However, the Company will be required to provide additional disclosures of
proforma net income and proforma earnings per share as if the fair value
based method of accounting for stock options had been used to account for
stock-based compensation cost.
Item 2. Management's Discussion and Analysis of
Financial Condition and Results of Operations
Results of Operations
Selected costs and results as a percent of net sales:
For the 12-weeks ended For the 28-weeks ended
July 13 July 15 July 13 July 15
1996 1995 1996 1995
Cost of products sold 83.9% 83.6% 83.9% 83.8%
Operating and administrative
expenses 13.7 13.9 14.1 14.3
Earnings before income taxes 2.4 2.5 1.9 1.9
Net earnings 1.5 1.5 1.2 1.2
Net sales for the 12- and 28-week periods ended July 13, 1996 were
$105,544,000 and $239,623,000, respectively, compared to the same periods
ended July 15, 1995 of $101,996,000 and $234,274,000. The increase of
$3,548,000 and $5,349,000, or 3.5% and 2.3%, was due primarily to an
increase in the Company's wholesale business volume, which more than
offset the retail sales decline primarily attributable to the sale and
conversion of the Plymouth, Wisconsin store in early 1996. Since July 15,
1995, the Company opened one new market franchise store in November 1995
and sold one of its corporate stores and converted it to a franchise
supermarket in February 1996. As of July 13, 1996, the Company had 67
franchised and 18 corporate supermarkets compared to 65 franchised and 19
corporate supermarkets at July 15, 1995. Subsequent to July 13, 1996, the
Company announced the closing of one of its corporate stores in Racine,
Wisconsin, to be effective at the end of September 1996. Reserves for
estimated charges associated with the closing were previously recorded.

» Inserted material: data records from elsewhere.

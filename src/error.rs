use std::fmt::{Display, Error as FmtError, Formatter};
use std::io;

use thiserror::Error;

/// Failure kinds of one run, each keeping the cause it came from.
#[derive(Debug, Error)]
pub enum EditError {
    #[error("cannot open {path}: {source}")]
    FileAccess { path: String, source: io::Error },

    #[error("failed to get file info: {0}")]
    FileInfo(#[source] io::Error),

    #[error("failed to read file content: expected {expected} bytes: {source}")]
    Read { expected: u64, source: io::Error },

    #[error("failed to parse file content: {origin}: {diagnostics}")]
    Parse { origin: String, diagnostics: String },

    #[error("local variable '{0}' not found")]
    AttributeNotFound(String),

    #[error("failed to truncate file: {0}")]
    Truncate(#[source] io::Error),

    #[error("failed to seek the start of file: {0}")]
    Seek(#[source] io::Error),

    #[error("failed to write to file: {0}")]
    Write(#[source] io::Error),

    #[error("failed to replace {path}: {source}")]
    Persist { path: String, source: io::Error },
}

impl EditError {
    /// `FileInfo` is an access failure too, it only differs in wording.
    pub fn is_file_access(&self) -> bool {
        matches!(self, EditError::FileAccess { .. } | EditError::FileInfo(_))
    }
}

#[derive(Debug, Clone, Copy, PartialEq, Eq)]
pub enum Stage {
    Open,
    Parse,
    Update,
    Save,
}

impl Display for Stage {
    fn fmt(&self, f: &mut Formatter) -> Result<(), FmtError> {
        let description = match self {
            Stage::Open => "failed to open file",
            Stage::Parse => "failed to parse HCL file",
            Stage::Update => "failed to update local",
            Stage::Save => "failed to save to file",
        };
        write!(f, "{}", description)
    }
}

/// An [`EditError`] tagged with the stage of the run it stopped.
#[derive(Debug, Error)]
#[error("{stage}: {cause}")]
pub struct WrapError {
    pub stage: Stage,
    #[source]
    pub cause: EditError,
}

impl WrapError {
    pub fn new(stage: Stage, cause: EditError) -> Self {
        WrapError { stage, cause }
    }

    pub fn kind(&self) -> &EditError {
        &self.cause
    }
}

pub trait ToWrapErrorResult<T> {
    fn wrap(self, stage: Stage) -> Result<T, WrapError>;
}

impl<T> ToWrapErrorResult<T> for Result<T, EditError> {
    fn wrap(self, stage: Stage) -> Result<T, WrapError> {
        self.map_err(|err| WrapError::new(stage, err))
    }
}
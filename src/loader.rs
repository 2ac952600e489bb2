use tracing::debug;

use crate::document::Document;
use crate::error::EditError;
use crate::handle::Handle;

/// Reads the whole handle and parses it. `origin` is only used in diagnostics.
pub fn load<D: Document, H: Handle>(handle: &mut H, origin: &str) -> Result<D, EditError> {
    let size = handle.size().map_err(EditError::FileInfo)?;

    let mut content = vec![0u8; size as usize];
    handle
        .read_exact(&mut content)
        .map_err(|source| EditError::Read { expected: size, source })?;
    debug!(file = origin, bytes = size, "file content read");

    let document = D::parse(&content, origin)?;
    return Ok(document);
}
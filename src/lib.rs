//! Rewrites one attribute of a `locals` block in an HCL file.
//!
//! A run is a straight pipeline: open the file, [`loader::load`] it into a
//! [`document::Document`], [`updater::update_attribute`], then write it back
//! with [`writer::save`] (or [`writer::save_atomic`]). The first failure
//! stops the run and comes back as a [`WrapError`] naming the stage.

pub mod document;
pub mod error;
pub mod handle;
pub mod hcl;
pub mod loader;
pub mod logging;
pub mod updater;
pub mod writer;

use std::path::PathBuf;

use tracing::{debug, info};

pub use crate::error::{EditError, Stage, ToWrapErrorResult, WrapError};
pub use crate::updater::LOCALS_BLOCK;
pub use crate::writer::SaveStrategy;

use crate::handle::Closing;
use crate::hcl::HclDocument;

/// What one run edits: the file, the local to change and its new value.
#[derive(Debug, Clone)]
pub struct Target {
    pub path: PathBuf,
    pub attribute: String,
    pub value: String,
}

pub fn run(target: &Target, strategy: SaveStrategy) -> Result<(), WrapError> {
    let origin = target
        .path
        .file_name()
        .map(|name| name.to_string_lossy().into_owned())
        .unwrap_or_else(|| target.path.display().to_string());

    let file = handle::open(&target.path).wrap(Stage::Open)?;
    let mut file = Closing::new(origin.clone(), file);

    let mut document: HclDocument = loader::load(&mut *file, &origin).wrap(Stage::Parse)?;
    debug!(file = %origin, "file parsed");

    updater::update_attribute(&mut document, LOCALS_BLOCK, &target.attribute, &target.value)
        .wrap(Stage::Update)?;

    match strategy {
        SaveStrategy::InPlace => writer::save(&mut *file, &document),
        SaveStrategy::Atomic => writer::save_atomic(&target.path, &document),
    }
    .wrap(Stage::Save)?;

    info!(file = %target.path.display(), attribute = %target.attribute, "file updated successfully");
    Ok(())
}

#[cfg(test)]
mod tests {
    use super::*;
    use std::fs;

    const MAIN_TF: &str = r#"locals {
		# pin the target versions of the code
		other_code_version = "3.3.3.3"
		code_version       = "1.1.1.1"
	  }

	  output "test_version_string" {
		value = var.other_code_version
	  }

	  output "test_version_number" {
		value = var.code_version
	  }
"#;

    fn target(dir: &tempfile::TempDir, content: &str, attribute: &str, value: &str) -> Target {
        let path = dir.path().join("main.tf");
        fs::write(&path, content).unwrap();
        Target {
            path,
            attribute: attribute.to_string(),
            value: value.to_string(),
        }
    }

    #[test]
    fn run_updates_the_local_in_place() {
        let dir = tempfile::tempdir().unwrap();
        let target = target(&dir, MAIN_TF, "code_version", "v2.55.4");
        run(&target, SaveStrategy::InPlace).unwrap();
        assert_eq!(
            fs::read_to_string(&target.path).unwrap(),
            MAIN_TF.replace("\"1.1.1.1\"", "\"v2.55.4\"")
        );
    }

    #[test]
    fn run_updates_the_local_atomically() {
        let dir = tempfile::tempdir().unwrap();
        let target = target(&dir, MAIN_TF, "code_version", "v2.55.4");
        run(&target, SaveStrategy::Atomic).unwrap();
        assert_eq!(
            fs::read_to_string(&target.path).unwrap(),
            MAIN_TF.replace("\"1.1.1.1\"", "\"v2.55.4\"")
        );
    }

    #[test]
    fn running_twice_matches_running_once() {
        let dir = tempfile::tempdir().unwrap();
        let target = target(&dir, MAIN_TF, "code_version", "v2.55.4");
        run(&target, SaveStrategy::InPlace).unwrap();
        let once = fs::read(&target.path).unwrap();
        run(&target, SaveStrategy::InPlace).unwrap();
        assert_eq!(fs::read(&target.path).unwrap(), once);
    }

    #[test]
    fn run_keeps_crlf_line_endings() {
        let original = "# header\r\nlocals {\r\n  # pin\r\n  other = \"3\"\r\n  code_version = \"1.1.1.1\"\r\n}\r\n\r\noutput \"x\" {\r\n  value = local.code_version\r\n}\r\n";
        let dir = tempfile::tempdir().unwrap();
        let target = target(&dir, original, "code_version", "v2");
        run(&target, SaveStrategy::InPlace).unwrap();
        assert_eq!(
            fs::read_to_string(&target.path).unwrap(),
            original.replace("\"1.1.1.1\"", "\"v2\"")
        );
    }

    #[test]
    fn mixed_line_endings_are_left_alone() {
        let original = "locals {\r\n  code_version = \"1.1.1.1\"\n}\n";
        let dir = tempfile::tempdir().unwrap();
        let target = target(&dir, original, "code_version", "v2");
        let err = run(&target, SaveStrategy::InPlace).unwrap_err();
        assert_eq!(err.stage, Stage::Parse);
        assert_eq!(fs::read_to_string(&target.path).unwrap(), original);
    }

    #[test]
    fn missing_local_leaves_file_untouched() {
        let dir = tempfile::tempdir().unwrap();
        let target = target(&dir, MAIN_TF, "missing_var", "v2.55.4");
        let err = run(&target, SaveStrategy::InPlace).unwrap_err();
        assert_eq!(err.stage, Stage::Update);
        assert!(err.to_string().contains("failed to update local"));
        assert!(err.to_string().contains("'missing_var' not found"));
        assert_eq!(fs::read_to_string(&target.path).unwrap(), MAIN_TF);
    }

    #[test]
    fn block_without_body_fails_at_parse_stage() {
        let broken = MAIN_TF.replace("output \"test_version_string\" {", "output \"test_version_string\"");
        let dir = tempfile::tempdir().unwrap();
        let target = target(&dir, &broken, "code_version", "v2.55.4");
        let err = run(&target, SaveStrategy::InPlace).unwrap_err();
        assert_eq!(err.stage, Stage::Parse);
        assert!(matches!(err.kind(), EditError::Parse { .. }));
        assert!(err.to_string().starts_with("failed to parse HCL file"));
        assert_eq!(fs::read_to_string(&target.path).unwrap(), broken);
    }

    #[test]
    fn missing_file_fails_at_open_stage() {
        let dir = tempfile::tempdir().unwrap();
        let target = Target {
            path: dir.path().join("nope.tf"),
            attribute: "code_version".to_string(),
            value: "v2.55.4".to_string(),
        };
        let err = run(&target, SaveStrategy::InPlace).unwrap_err();
        assert_eq!(err.stage, Stage::Open);
        assert!(err.kind().is_file_access());
        assert!(err.to_string().starts_with("failed to open file"));
    }
}
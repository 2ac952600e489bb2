use tracing::debug;

use crate::document::{ConfigBlock, Document};
use crate::error::EditError;

/// Block type whose attributes are the file's locals.
pub const LOCALS_BLOCK: &str = "locals";

/// Sets `name` to the string `value` in the first `block_type` block that
/// defines it. Later blocks of the same type are never touched, even when
/// they define the same attribute.
pub fn update_attribute<D: Document>(
    document: &mut D,
    block_type: &str,
    name: &str,
    value: &str,
) -> Result<(), EditError> {
    for block in document.blocks_mut() {
        if block.block_type() != block_type {
            continue;
        }
        debug!(block_type, labels = ?block.labels(), attribute = name, "inspecting block");
        if block.set_string_attribute(name, value) {
            debug!(attribute = name, value, "attribute updated");
            return Ok(());
        }
    }
    Err(EditError::AttributeNotFound(name.to_string()))
}
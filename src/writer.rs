use std::fs;
use std::io::{self, SeekFrom, Write};
use std::path::Path;

use tempfile::NamedTempFile;
use tracing::{debug, warn};

use crate::document::Document;
use crate::error::EditError;
use crate::handle::Handle;

/// How the serialized document replaces the file on disk.
#[derive(Debug, Clone, Copy, Default, PartialEq, Eq)]
pub enum SaveStrategy {
    /// Truncate, seek and write through the open handle. A write failure
    /// after the truncate leaves the file empty.
    #[default]
    InPlace,
    /// Write a sibling temp file and rename it over the target.
    Atomic,
}

/// Replaces the handle's content with the serialized document.
pub fn save<D: Document, H: Handle>(handle: &mut H, document: &D) -> Result<(), EditError> {
    handle.truncate(0).map_err(EditError::Truncate)?;
    handle.seek(SeekFrom::Start(0)).map_err(EditError::Seek)?;

    let content = document.serialize();
    if let Err(err) = handle.write_all(&content) {
        warn!(error = %err, "file was truncated but not rewritten, its content is lost");
        return Err(EditError::Write(err));
    }
    debug!(bytes = content.len(), "document written");
    Ok(())
}

/// Serializes into a temp file next to `path` and renames it into place,
/// carrying over the original permissions.
pub fn save_atomic<D: Document>(path: &Path, document: &D) -> Result<(), EditError> {
    let persist_error = |source: io::Error| EditError::Persist {
        path: path.display().to_string(),
        source,
    };
    let dir = match path.parent() {
        Some(parent) if !parent.as_os_str().is_empty() => parent,
        _ => Path::new("."),
    };

    let mut temp = NamedTempFile::new_in(dir).map_err(EditError::Write)?;
    temp.write_all(&document.serialize()).map_err(EditError::Write)?;
    temp.as_file().sync_all().map_err(EditError::Write)?;

    let permissions = fs::metadata(path).map_err(persist_error)?.permissions();
    fs::set_permissions(temp.path(), permissions).map_err(persist_error)?;
    temp.persist(path).map_err(|err| persist_error(err.error))?;
    debug!(path = %path.display(), "document persisted");
    Ok(())
}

The Company does not expect to incur additional material charges relating
to this closure.
Consistent with the Company's business strategy to expand its wholesale
volume, the Company expects that the level of its wholesale sales will
continue to increase relative to its total sales for the remainder of
1996. Currently, there are expansion or renovation projects at 11
franchise retail stores in various phases of planning or construction.
These projects involve four franchise expansions, three new market
franchise and four replacement franchise stores. Additionally, the
Company continues to implement its new electronic card marketing program
designed to increase sales without negatively impacting retail store gross
margin, by rewarding current customers and attracting new customers
through the offering of "clipless coupons" on weekly advertised specials
and "automatic" savings on monthly store specials. As of August 23, 1996,
there were 37 franchise and corporate supermarkets on the program with
another 14 stores planned for addition before fiscal year-end.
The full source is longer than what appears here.